= Eli Friedman =

American physician (born 1933)

Eli A. Friedman (born on April 9, 1933) is an American nephrologist and academic. While overseeing the Division of Nephrology at the State University of New York Downstate Medical Center, he invented the first portable hemodialysis machine.

==Early life==
Friedman was born in Brooklyn, New York on April 9, 1933. He.attended New Utrecht High School, Brooklyn College, and the State University of New York Downstate Medical Center where he received an M.D. degree in 1957. He served as intern, nephrology fellow, and senior medical resident at Harvard Medical School's Peter Bent Brigham Hospital from 1957 to 1961.

==Career==
He was an epidemic intelligence officer for the United States Public Health Service's Communicable Disease Center, from 1961 to 1963. In 1963, Friedman returned to SUNY Downstate in Brooklyn, New York, where he is currently a distinguished teaching professor of medicine. Dr. Friedman was chief of the Division of Nephrology in SUNY Downstate's Department of Medicine until 2009.

In 1973, Friendman invented the portable hemodialysis machine (Suitcase Kidney). It was scaled to fit a metal attache case that permits dialysis patients to be mobile performing their hemodialysis off site in hotel rooms or on ships. By being able to dialyze themselves, patients gained a large degree of freedom from large, centralized treatment centers enhancing their life quality. Exceptionally high liability insurance rates restricted the broad utilization of the device which still is limited in application.

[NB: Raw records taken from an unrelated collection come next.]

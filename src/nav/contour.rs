//! Contour tracing and simplification (§4.5 step 8): walks the boundary of
//! every region in the compact heightfield, then collapses each traced
//! edge loop to a small set of straight segments bounded by
//! `max_simplification_error` and `max_edge_length`.

use crate::error::NavMeshError;

use super::compact::CompactHeightfield;
use super::NavMeshBuildConfig;

/// Clockwise cell-edge walk order: west, south, east, north. Matches the
/// corner-vertex convention below, not `CompactSpan::connections`' own
/// west/east/north/south ordering (remapped via `CONN_FOR_DIR`).
const DIR_DX: [i32; 4] = [-1, 0, 1, 0];
const DIR_DZ: [i32; 4] = [0, 1, 0, -1];
const CONN_FOR_DIR: [usize; 4] = [0, 3, 1, 2];

#[derive(Clone, Copy, Debug)]
pub struct ContourVertex {
    pub x: i32,
    pub y: i32,
    pub z: i32,
    /// Region id on the far side of this vertex's outgoing edge, or 0 at a
    /// tile/unwalkable border.
    pub region: u32,
}

#[derive(Clone, Debug)]
pub struct Contour {
    pub region: u16,
    pub area: u8,
    pub vertices: Vec<ContourVertex>,
}

#[derive(Default)]
pub struct ContourSet {
    pub contours: Vec<Contour>,
}

pub fn build_contours(cfg: &NavMeshBuildConfig, chf: &CompactHeightfield) -> Result<ContourSet, NavMeshError> {
    let n = chf.spans.len();
    let mut boundary_flags = vec![0u8; n];

    for span_idx in 0..n {
        if chf.areas[span_idx] == 0 {
            continue;
        }
        let mut flags = 0u8;
        for dir in 0..4u8 {
            let conn = chf.spans[span_idx].connections[CONN_FOR_DIR[dir as usize]];
            let other_region = conn.map(|s| chf.regions[s as usize]).unwrap_or(0);
            if chf.regions[span_idx] != other_region {
                flags |= 1 << dir;
            }
        }
        boundary_flags[span_idx] = flags;
    }

    let mut set = ContourSet::default();
    let mut raw = Vec::with_capacity(256);
    let mut simplified = Vec::with_capacity(64);

    for span_idx in 0..n {
        if boundary_flags[span_idx] == 0 || chf.regions[span_idx] == 0 || chf.areas[span_idx] == 0 {
            continue;
        }

        raw.clear();
        simplified.clear();
        walk_contour(chf, span_idx, &mut boundary_flags, &mut raw);
        simplify_contour(&raw, &mut simplified, cfg.max_simplification_error, cfg.max_edge_length);
        remove_degenerate_segments(&mut simplified);

        if simplified.len() >= 3 {
            set.contours.push(Contour { region: chf.regions[span_idx], area: chf.areas[span_idx], vertices: simplified.clone() });
        }
    }

    if set.contours.is_empty() {
        return Err(NavMeshError::BuildStageFailed { stage: "contour", reason: "no region boundaries traced".into() });
    }
    Ok(set)
}

fn neighbour_span(chf: &CompactHeightfield, span_idx: usize, dir: u8) -> Option<usize> {
    chf.spans[span_idx].connections[CONN_FOR_DIR[dir as usize]].map(|s| s as usize)
}

/// Height (and bordering region) at the grid corner a boundary edge in
/// direction `dir` ends at: the max floor of every walkable span sharing
/// that corner, mirroring how up to four cells meet at one lattice point.
fn corner_height_and_region(chf: &CompactHeightfield, span_idx: usize, dir: u8) -> (u16, u32) {
    let next_dir = (dir + 1) & 3;
    let mut height = chf.spans[span_idx].y;
    let mut region = 0u32;

    if let Some(a) = neighbour_span(chf, span_idx, dir) {
        height = height.max(chf.spans[a].y);
        region = chf.regions[a] as u32;
        if let Some(diag) = neighbour_span(chf, a, next_dir) {
            height = height.max(chf.spans[diag].y);
        }
    }
    if let Some(b) = neighbour_span(chf, span_idx, next_dir) {
        height = height.max(chf.spans[b].y);
        if region == 0 {
            region = chf.regions[b] as u32;
        }
        if let Some(diag) = neighbour_span(chf, b, dir) {
            height = height.max(chf.spans[diag].y);
        }
    }

    (height, region)
}

fn walk_contour(chf: &CompactHeightfield, start_span: usize, boundary_flags: &mut [u8], out: &mut Vec<ContourVertex>) {
    let mut span_idx = start_span;
    let mut dir = 0u8;
    while boundary_flags[span_idx] & (1 << dir) == 0 {
        dir += 1;
    }
    let start_dir = dir;

    loop {
        if boundary_flags[span_idx] & (1 << dir) != 0 {
            let (cx, cz) = chf.span_column(span_idx);
            let (height, region) = corner_height_and_region(chf, span_idx, dir);

            let (mut px, mut pz) = (cx, cz);
            match dir {
                0 => pz += 1,
                1 => {
                    px += 1;
                    pz += 1;
                }
                2 => px += 1,
                _ => {}
            }
            out.push(ContourVertex { x: px, y: height as i32, z: pz, region });

            boundary_flags[span_idx] &= !(1 << dir);
            dir = (dir + 1) & 3;
        } else {
            let Some(next_span) = neighbour_span(chf, span_idx, dir) else { break };
            span_idx = next_span;
            dir = (dir + 3) & 3;
        }

        if span_idx == start_span && dir == start_dir {
            break;
        }
    }
}

fn point_seg_distance(p: (i32, i32), a: (i32, i32), b: (i32, i32)) -> f32 {
    let (px, pz) = (p.0 as f32, p.1 as f32);
    let (ax, az) = (a.0 as f32, a.1 as f32);
    let (bx, bz) = (b.0 as f32, b.1 as f32);
    let (dx, dz) = (bx - ax, bz - az);
    let len_sq = dx * dx + dz * dz;
    if len_sq < 1e-9 {
        return ((px - ax).powi(2) + (pz - az).powi(2)).sqrt();
    }
    let t = (((px - ax) * dx + (pz - az) * dz) / len_sq).clamp(0.0, 1.0);
    let (cx, cz) = (ax + t * dx, az + t * dz);
    ((px - cx).powi(2) + (pz - cz).powi(2)).sqrt()
}

/// Straight-line (Douglas-Peucker over the traced lattice path) simplification
/// of one closed boundary loop, subdividing on unconnected edges only and
/// never producing a gap longer than `max_edge_len`.
fn simplify_contour(points: &[ContourVertex], simplified: &mut Vec<ContourVertex>, max_error: f32, max_edge_len: u16) {
    let has_connections = points.iter().any(|p| p.region != 0);
    let n = points.len();

    if has_connections {
        for i in 0..n {
            let next = (i + 1) % n;
            if points[i].region != points[next].region {
                simplified.push(points[i]);
            }
        }
    } else {
        let (mut ll, mut ur) = (0usize, 0usize);
        for i in 1..n {
            if points[i].x < points[ll].x || (points[i].x == points[ll].x && points[i].z < points[ll].z) {
                ll = i;
            }
            if points[i].x > points[ur].x || (points[i].x == points[ur].x && points[i].z > points[ur].z) {
                ur = i;
            }
        }
        simplified.push(points[ll]);
        simplified.push(points[ur]);
    }

    if simplified.is_empty() {
        simplified.extend_from_slice(points);
        return;
    }

    let mut i = 0;
    while i < simplified.len() {
        let next = (i + 1) % simplified.len();
        let a = simplified[i];
        let b = simplified[next];

        let a_idx = points.iter().position(|p| p.x == a.x && p.z == a.z).unwrap_or(0);
        let b_idx = points.iter().position(|p| p.x == b.x && p.z == b.z).unwrap_or(0);

        let mut c = (a_idx + 1) % n;
        let end = b_idx;

        let mut max_dev = 0.0f32;
        let mut max_point: Option<ContourVertex> = None;

        while c != end {
            if points[c].region == 0 {
                let dev = point_seg_distance((points[c].x, points[c].z), (a.x, a.z), (b.x, b.z));
                if dev > max_dev {
                    max_dev = dev;
                    max_point = Some(points[c]);
                }
            }
            c = (c + 1) % n;
        }

        let edge_len_sq = ((b.x - a.x).pow(2) + (b.z - a.z).pow(2)) as f32;
        let too_long = max_edge_len > 0 && edge_len_sq > (max_edge_len as f32).powi(2);

        if let Some(point) = max_point {
            if max_dev > max_error || too_long {
                simplified.insert(i + 1, point);
                continue;
            }
        } else if too_long {
            simplified.insert(i + 1, ContourVertex { x: (a.x + b.x) / 2, y: (a.y + b.y) / 2, z: (a.z + b.z) / 2, region: 0 });
            continue;
        }

        i += 1;
    }
}

fn remove_degenerate_segments(vertices: &mut Vec<ContourVertex>) {
    let mut i = 0;
    while vertices.len() > 3 && i < vertices.len() {
        let next = (i + 1) % vertices.len();
        if vertices[i].x == vertices[next].x && vertices[i].z == vertices[next].z {
            vertices.remove(next.min(i));
        } else {
            i += 1;
        }
    }
}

Following his wife's death, Friedman's research focused on kidney failure. Friedman has performed clinical studies in the course of diabetes and high blood pressure. His work has been recognized by the American College of Physicians which conferred the distinction of terming him a "Master." He received two honorary degrees (University of Madras, India and Long Island University, New York) and has been made a Fellow of the Royal College of Physicians in the United Kingdom.

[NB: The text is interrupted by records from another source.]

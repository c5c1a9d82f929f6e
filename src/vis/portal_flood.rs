//! Portal-topology visibility flood: recursive area-to-area traversal that
//! narrows frustum and scissor through each traversed portal aperture
//! (§4.3). Budgeted to a fixed stack depth (128) exactly like the ray
//! engine's portal flood (`raycast::portal_flood`).

use glam::{Vec2, Vec3};
use log::warn;

use crate::geometry::clip::{clip_polygon_fast, ClipBuffer, ClipScratch, MAX_HULL_POINTS};
use crate::geometry::Plane;
use crate::world::types::AreaId;
use crate::world::World;

use super::cull::{cull_area, initial_mask, VisMasks, VisResult};
use super::frustum::FrustumPlanes;

/// Portal stack depth budget (§5 structural budget enforcement).
pub const MAX_PORTAL_DEPTH: usize = 128;

#[derive(Clone, Copy, Debug)]
pub struct ViewParams {
    pub position: Vec3,
    pub right: Vec3,
    pub up: Vec3,
    pub forward: Vec3,
    pub near_dist: f32,
}

/// Axis-aligned 2-D rectangle in view-right/up coordinates.
#[derive(Clone, Copy, Debug)]
pub struct Scissor {
    pub min: Vec2,
    pub max: Vec2,
}

impl Scissor {
    pub fn full() -> Scissor {
        Scissor { min: Vec2::splat(f32::MIN / 2.0), max: Vec2::splat(f32::MAX / 2.0) }
    }

    fn is_empty(&self) -> bool {
        self.min.x > self.max.x || self.min.y > self.max.y
    }

    fn intersect(&self, other: &Scissor) -> Scissor {
        Scissor { min: self.min.max(other.min), max: self.max.min(other.max) }
    }
}

fn project_to_view_plane(view: &ViewParams, p: Vec3) -> Vec2 {
    let rel = p - view.position;
    let depth = rel.dot(view.forward);
    let scale = if depth.abs() > 1e-6 { view.near_dist / depth } else { 1.0 };
    let proj = rel * scale;
    Vec2::new(proj.dot(view.right), proj.dot(view.up))
}

fn unproject_from_view_plane(view: &ViewParams, xy: Vec2) -> Vec3 {
    view.position + view.forward * view.near_dist + view.right * xy.x + view.up * xy.y
}

fn scissor_of(view: &ViewParams, points: &[Vec3], parent: &Scissor) -> Scissor {
    let mut s = Scissor { min: Vec2::splat(f32::MAX), max: Vec2::splat(f32::MIN) };
    for &p in points {
        let xy = project_to_view_plane(view, p);
        s.min = s.min.min(xy);
        s.max = s.max.max(xy);
    }
    s.intersect(parent)
}

/// Build the outgoing frustum for a clipped portal hull: one plane per
/// hull edge (CCW `{view, v_i, v_{i+1}}`) when the hull has <=4 vertices,
/// else the four scissor-corner planes; the parent's far plane is always
/// appended last.
fn outgoing_frustum(view: &ViewParams, hull_points: &[Vec3], scissor: &Scissor, parent_far: Plane) -> FrustumPlanes {
    let mut frustum = FrustumPlanes::new();

    if hull_points.len() <= 4 {
        let n = hull_points.len();
        for i in 0..n {
            let a = hull_points[i];
            let b = hull_points[(i + 1) % n];
            frustum.push(Plane::from_points(view.position, a, b));
        }
    } else {
        let corners = [
            unproject_from_view_plane(view, Vec2::new(scissor.min.x, scissor.min.y)),
            unproject_from_view_plane(view, Vec2::new(scissor.max.x, scissor.min.y)),
            unproject_from_view_plane(view, Vec2::new(scissor.max.x, scissor.max.y)),
            unproject_from_view_plane(view, Vec2::new(scissor.min.x, scissor.max.y)),
        ];
        for i in 0..4 {
            frustum.push(Plane::from_points(view.position, corners[i], corners[(i + 1) % 4]));
        }
    }

    frustum.push(parent_far);
    frustum
}

struct FloodCtx<'a> {
    world: &'a World,
    view: ViewParams,
    marker: u32,
    masks: VisMasks,
    overflow_reported: std::cell::Cell<bool>,
}

/// Entry point: find the view's area and flood from it.
pub fn query(world: &World, view: ViewParams, initial_frustum: FrustumPlanes, marker: u32, masks: VisMasks, result: &mut VisResult) {
    let start_area = world.find_area(view.position);
    let ctx = FloodCtx { world, view, marker, masks, overflow_reported: std::cell::Cell::new(false) };
    let scissor = Scissor::full();
    flood(&ctx, start_area, 0, &initial_frustum, scissor, result);
}

fn flood(ctx: &FloodCtx, area: AreaId, depth: usize, frustum: &FrustumPlanes, scissor: Scissor, result: &mut VisResult) {
    if depth >= MAX_PORTAL_DEPTH {
        if !ctx.overflow_reported.replace(true) {
            warn!("{}; aborting this branch", crate::error::WorldError::PortalStackOverflow(MAX_PORTAL_DEPTH));
        }
        return;
    }

    let mask = initial_mask(frustum);
    cull_area(ctx.world, area, frustum, mask, ctx.marker, ctx.view.position, ctx.masks, result);

    let mut scratch = ClipScratch::default();
    let mut clip_a = ClipBuffer::default();
    let mut clip_b = ClipBuffer::default();

    let mut cur = ctx.world.areas[area.0 as usize].portal_list;
    while let Some(link_id) = cur {
        let link = &ctx.world.portal_links[link_id.0 as usize];
        let portal = &ctx.world.portals[link.portal.0 as usize];
        cur = link.next;

        if portal.is_blocked() {
            continue;
        }
        if link.vis_mark.get() == ctx.marker {
            continue;
        }

        let dist = link.plane.distance_to_point(ctx.view.position);
        if dist <= 0.0 {
            continue;
        }

        let (new_frustum, new_scissor) = if dist <= ctx.view.near_dist {
            (frustum.clone(), scissor)
        } else {
            let hull_points = link.hull.points();
            if hull_points.len() + 4 > MAX_HULL_POINTS {
                continue;
            }

            clip_a.copy_from(hull_points);
            let near_plane = Plane::new(ctx.view.forward, -(ctx.view.forward.dot(ctx.view.position) + ctx.view.near_dist));

            if clip_polygon_fast(&mut scratch, clip_a.as_slice(), &mut clip_b, &near_plane, crate::geometry::epsilon::EPS_PLANE).is_some() {
                std::mem::swap(&mut clip_a, &mut clip_b);
            }

            for plane in frustum.iter() {
                if clip_a.count < 3 {
                    break;
                }
                if clip_polygon_fast(&mut scratch, clip_a.as_slice(), &mut clip_b, plane, crate::geometry::epsilon::EPS_PLANE).is_some() {
                    std::mem::swap(&mut clip_a, &mut clip_b);
                }
            }

            if clip_a.count < 3 {
                continue;
            }

            let new_scissor = scissor_of(&ctx.view, clip_a.as_slice(), &scissor);
            if new_scissor.is_empty() {
                continue;
            }

            let new_frustum = outgoing_frustum(&ctx.view, clip_a.as_slice(), &new_scissor, *frustum.last().unwrap());
            (new_frustum, new_scissor)
        };

        link.vis_mark.set(ctx.marker);
        flood(ctx, link.dest_area, depth + 1, &new_frustum, new_scissor, result);
    }
}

Having edited nine books and published over 520 peer reviewed papers, Friedman is a recognized authority in nephrology, serving as president of several scientific societies, including the American and International Societies for Artificial Organs and The International Society for Geriatric Nephrology and Urology. Friedman has been consistently listed as a "Best Doctor" in New York and the National and International Who's Who. Both the International Society for Hemodialysis and the Alumni Association of Downstate Medical Center awarded Lifetime Achievement Awards to Friedman who celebrated his 79th Birthday in 2011.

==Personal life==
In 1957, Friedman married Mildred Barrett-Lennard with whom he fathered three daughters: Amy Louise, Rebecca Alica, and Sara Jo. Mildred died in 1997.